Von Michael Bouda. Erstellt am 28. Januar 2020 (01:53)

Die Katze ist aus dem Sack. Und sie heißt: Vahid Kapidzic. Der 37-Jährige wird ab sofort vor allem in der Melker Reserve, als Co-Trainer aber auch in der Kampfmannschaft, die Fäden im Schuberth-Stadion ziehen.

Den Melkern ist damit die perfekte Ergänzung gelungen. Mit Christian Stumpfer ist ein junger ambitionierter Coach und dennoch ein Vereinsurgestein im Traineramt. Er kennt den SC Melk in- und auswendig, kennt die Spieler, die Strukturen. Kapidzic bereichert die Löwen nun auf zweifache Weise.
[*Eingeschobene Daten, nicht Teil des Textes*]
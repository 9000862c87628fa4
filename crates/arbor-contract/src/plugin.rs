//! Plugin system: optional hooks at runner, agent, model, and tool layers.
//!
//! A chain folds its plugins in registration order; the first hook that
//! returns a value short-circuits the fold. Context mutations made by
//! earlier, pass-through plugins stay visible to later ones.

use crate::agent::Agent;
use crate::content::Content;
use crate::context::{CallbackContext, InvocationContext, ToolContext};
use crate::event::Event;
use crate::llm::{LlmRequest, LlmResponse, ModelError};
use crate::tool::{Tool, ToolError};
use async_trait::async_trait;
use serde_json::{Map, Value};
use std::collections::HashSet;
use std::sync::Arc;
use thiserror::Error;

/// Plugin construction failures.
#[derive(Debug, Clone, Error)]
pub enum PluginChainError {
    #[error("duplicate plugin names: {0:?}")]
    DuplicatePlugins(Vec<String>),
}

/// Extension hooks around a turn. Every hook is optional; defaults pass
/// through. Returning `Some` from a `before_*` hook bypasses the guarded
/// stage, from an `after_*` hook replaces the stage's value, and from an
/// `on_*_error` hook recovers the failure.
#[async_trait]
pub trait Plugin: Send + Sync {
    /// Unique name within a chain.
    fn name(&self) -> &str;

    // --- runner layer ---

    /// May rewrite the incoming user content before it is committed.
    async fn on_user_message(
        &self,
        _ctx: &InvocationContext,
        _content: &Content,
    ) -> Option<Content> {
        None
    }

    /// May short-circuit the whole turn after the user event commit.
    async fn before_run(&self, _ctx: &InvocationContext) -> Option<Content> {
        None
    }

    /// Notification only; return values are ignored.
    async fn after_run(&self, _ctx: &InvocationContext) {}

    /// May rewrite any event before it is committed and yielded.
    async fn on_event(&self, _ctx: &InvocationContext, _event: &Event) -> Option<Event> {
        None
    }

    // --- agent layer ---

    async fn before_agent(&self, _agent: &dyn Agent, _ctx: &mut CallbackContext) -> Option<Content> {
        None
    }

    async fn after_agent(&self, _agent: &dyn Agent, _ctx: &mut CallbackContext) -> Option<Content> {
        None
    }

    // --- model layer ---

    async fn before_model(
        &self,
        _ctx: &mut CallbackContext,
        _request: &mut LlmRequest,
    ) -> Option<LlmResponse> {
        None
    }

    async fn after_model(
        &self,
        _ctx: &mut CallbackContext,
        _response: &LlmResponse,
    ) -> Option<LlmResponse> {
        None
    }

    async fn on_model_error(
        &self,
        _ctx: &mut CallbackContext,
        _error: &ModelError,
    ) -> Option<LlmResponse> {
        None
    }

    // --- tool layer ---

    async fn before_tool(
        &self,
        _tool: &dyn Tool,
        _args: &mut Map<String, Value>,
        _ctx: &mut ToolContext,
    ) -> Option<Map<String, Value>> {
        None
    }

    async fn after_tool(
        &self,
        _tool: &dyn Tool,
        _args: &Map<String, Value>,
        _ctx: &mut ToolContext,
        _result: &Map<String, Value>,
    ) -> Option<Map<String, Value>> {
        None
    }

    async fn on_tool_error(
        &self,
        _tool: &dyn Tool,
        _args: &Map<String, Value>,
        _ctx: &mut ToolContext,
        _error: &ToolError,
    ) -> Option<Map<String, Value>> {
        None
    }
}

/// An ordered plugin list with first-non-`None`-wins fold semantics.
///
/// The empty chain is an explicit no-op value, so call sites never branch
/// on "is a chain configured".
#[derive(Default)]
pub struct PluginChain {
    plugins: Vec<Arc<dyn Plugin>>,
}

impl std::fmt::Debug for PluginChain {
    fn fmt(&self, f: &mut std::fmt::Formatter<'_>) -> std::fmt::Result {
        f.debug_struct("PluginChain")
            .field(
                "plugins",
                &self.plugins.iter().map(|p| p.name()).collect::<Vec<_>>(),
            )
            .finish()
    }
}

impl PluginChain {
    /// Build a chain, rejecting duplicate plugin names.
    pub fn new(plugins: Vec<Arc<dyn Plugin>>) -> Result<Self, PluginChainError> {
        let mut seen = HashSet::new();
        let mut duplicates = Vec::new();
        for plugin in &plugins {
            if !seen.insert(plugin.name().to_string()) {
                duplicates.push(plugin.name().to_string());
            }
        }
        if !duplicates.is_empty() {
            return Err(PluginChainError::DuplicatePlugins(duplicates));
        }
        Ok(Self { plugins })
    }

    /// The no-op chain.
    pub fn empty() -> Self {
        Self::default()
    }

    pub fn is_empty(&self) -> bool {
        self.plugins.is_empty()
    }

    pub fn len(&self) -> usize {
        self.plugins.len()
    }

    pub async fn on_user_message(
        &self,
        ctx: &InvocationContext,
        content: &Content,
    ) -> Option<Content> {
        for plugin in &self.plugins {
            if let Some(replaced) = plugin.on_user_message(ctx, content).await {
                return Some(replaced);
            }
        }
        None
    }

    pub async fn before_run(&self, ctx: &InvocationContext) -> Option<Content> {
        for plugin in &self.plugins {
            if let Some(content) = plugin.before_run(ctx).await {
                return Some(content);
            }
        }
        None
    }

    pub async fn after_run(&self, ctx: &InvocationContext) {
        for plugin in &self.plugins {
            plugin.after_run(ctx).await;
        }
    }

    pub async fn on_event(&self, ctx: &InvocationContext, event: &Event) -> Option<Event> {
        for plugin in &self.plugins {
            if let Some(rewritten) = plugin.on_event(ctx, event).await {
                return Some(rewritten);
            }
        }
        None
    }

    pub async fn before_agent(
        &self,
        agent: &dyn Agent,
        ctx: &mut CallbackContext,
    ) -> Option<Content> {
        for plugin in &self.plugins {
            if let Some(content) = plugin.before_agent(agent, ctx).await {
                return Some(content);
            }
        }
        None
    }

    pub async fn after_agent(
        &self,
        agent: &dyn Agent,
        ctx: &mut CallbackContext,
    ) -> Option<Content> {
        for plugin in &self.plugins {
            if let Some(content) = plugin.after_agent(agent, ctx).await {
                return Some(content);
            }
        }
        None
    }

    pub async fn before_model(
        &self,
        ctx: &mut CallbackContext,
        request: &mut LlmRequest,
    ) -> Option<LlmResponse> {
        for plugin in &self.plugins {
            if let Some(response) = plugin.before_model(ctx, request).await {
                return Some(response);
            }
        }
        None
    }

    pub async fn after_model(
        &self,
        ctx: &mut CallbackContext,
        response: &LlmResponse,
    ) -> Option<LlmResponse> {
        for plugin in &self.plugins {
            if let Some(replaced) = plugin.after_model(ctx, response).await {
                return Some(replaced);
            }
        }
        None
    }

    pub async fn on_model_error(
        &self,
        ctx: &mut CallbackContext,
        error: &ModelError,
    ) -> Option<LlmResponse> {
        for plugin in &self.plugins {
            if let Some(recovered) = plugin.on_model_error(ctx, error).await {
                return Some(recovered);
            }
        }
        None
    }

    pub async fn before_tool(
        &self,
        tool: &dyn Tool,
        args: &mut Map<String, Value>,
        ctx: &mut ToolContext,
    ) -> Option<Map<String, Value>> {
        for plugin in &self.plugins {
            if let Some(result) = plugin.before_tool(tool, args, ctx).await {
                return Some(result);
            }
        }
        None
    }

    pub async fn after_tool(
        &self,
        tool: &dyn Tool,
        args: &Map<String, Value>,
        ctx: &mut ToolContext,
        result: &Map<String, Value>,
    ) -> Option<Map<String, Value>> {
        for plugin in &self.plugins {
            if let Some(replaced) = plugin.after_tool(tool, args, ctx, result).await {
                return Some(replaced);
            }
        }
        None
    }

    pub async fn on_tool_error(
        &self,
        tool: &dyn Tool,
        args: &Map<String, Value>,
        ctx: &mut ToolContext,
        error: &ToolError,
    ) -> Option<Map<String, Value>> {
        for plugin in &self.plugins {
            if let Some(recovered) = plugin.on_tool_error(tool, args, ctx, error).await {
                return Some(recovered);
            }
        }
        None
    }
}

#[cfg(test)]
mod tests {
    use super::*;
    use crate::testing::test_invocation;
    use serde_json::json;

    struct Tagger {
        name: String,
        reply: Option<String>,
    }

    impl Tagger {
        fn passthrough(name: &str) -> Arc<dyn Plugin> {
            Arc::new(Self {
                name: name.to_string(),
                reply: None,
            })
        }

        fn replying(name: &str, reply: &str) -> Arc<dyn Plugin> {
            Arc::new(Self {
                name: name.to_string(),
                reply: Some(reply.to_string()),
            })
        }
    }

    #[async_trait]
    impl Plugin for Tagger {
        fn name(&self) -> &str {
            &self.name
        }

        async fn before_run(&self, _ctx: &InvocationContext) -> Option<Content> {
            self.reply.as_ref().map(Content::model)
        }

        async fn before_model(
            &self,
            ctx: &mut CallbackContext,
            _request: &mut LlmRequest,
        ) -> Option<LlmResponse> {
            // Every visited plugin leaves a mark so short-circuit order is
            // observable through the context.
            ctx.set_state(format!("visited:{}", self.name), json!(true));
            self.reply.as_ref().map(|r| LlmResponse::text(r.clone()))
        }
    }

    #[test]
    fn duplicate_names_rejected() {
        let err = PluginChain::new(vec![
            Tagger::passthrough("p"),
            Tagger::passthrough("q"),
            Tagger::passthrough("p"),
        ])
        .unwrap_err();
        assert!(matches!(
            err,
            PluginChainError::DuplicatePlugins(names) if names == vec!["p".to_string()]
        ));
    }

    #[tokio::test]
    async fn empty_chain_is_noop() {
        let chain = PluginChain::empty();
        let ctx = test_invocation();
        assert!(chain.before_run(&ctx).await.is_none());
        assert!(chain
            .on_user_message(&ctx, &Content::user("hi"))
            .await
            .is_none());
        chain.after_run(&ctx).await;
    }

    #[tokio::test]
    async fn first_non_none_short_circuits() {
        let chain = PluginChain::new(vec![
            Tagger::passthrough("a"),
            Tagger::replying("b", "from b"),
            Tagger::replying("c", "from c"),
        ])
        .unwrap();

        let mut ctx = CallbackContext::new(test_invocation());
        let mut request = LlmRequest::default();
        let response = chain.before_model(&mut ctx, &mut request).await.unwrap();
        assert_eq!(response.content.unwrap().text(), "from b");

        // "a" ran and threaded its context update; "c" was never reached.
        assert_eq!(ctx.get_state("visited:a"), Some(&json!(true)));
        assert_eq!(ctx.get_state("visited:b"), Some(&json!(true)));
        assert_eq!(ctx.get_state("visited:c"), None);
    }

    #[tokio::test]
    async fn all_none_returns_none() {
        let chain =
            PluginChain::new(vec![Tagger::passthrough("a"), Tagger::passthrough("b")]).unwrap();
        let mut ctx = CallbackContext::new(test_invocation());
        let mut request = LlmRequest::default();
        assert!(chain.before_model(&mut ctx, &mut request).await.is_none());
        assert_eq!(ctx.get_state("visited:b"), Some(&json!(true)));
    }
}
Zum einen nimmt er seine Erfahrung mit nach Melk, um die Kampfmannschaft weiter zu professionalisieren. Zum anderen bringt er seine Expertise auch in der Reserve ein, was den Plan der Melker, selbst ausgebildete Spieler heranzuziehen, weiter unterstreicht. Und schnürt Kapidzic im Zweierteam dann tatsächlich die Fußballschuhe, kann er den jungen Spielern noch mehr den notwendigen Halt geben, damit sich diese entfalten können und ehestmöglich den Sprung in die Kampfmannschaft schaffen.

Das sind gute Aussichten – fürs bevorstehende, schwierige Frühjahr wie darüber hinaus. Die Löwen haben mit der Mischung aus langjähriger Vereinskenntnis und neuem Impuls von außen ein Versprechen für die Zukunft abgegeben.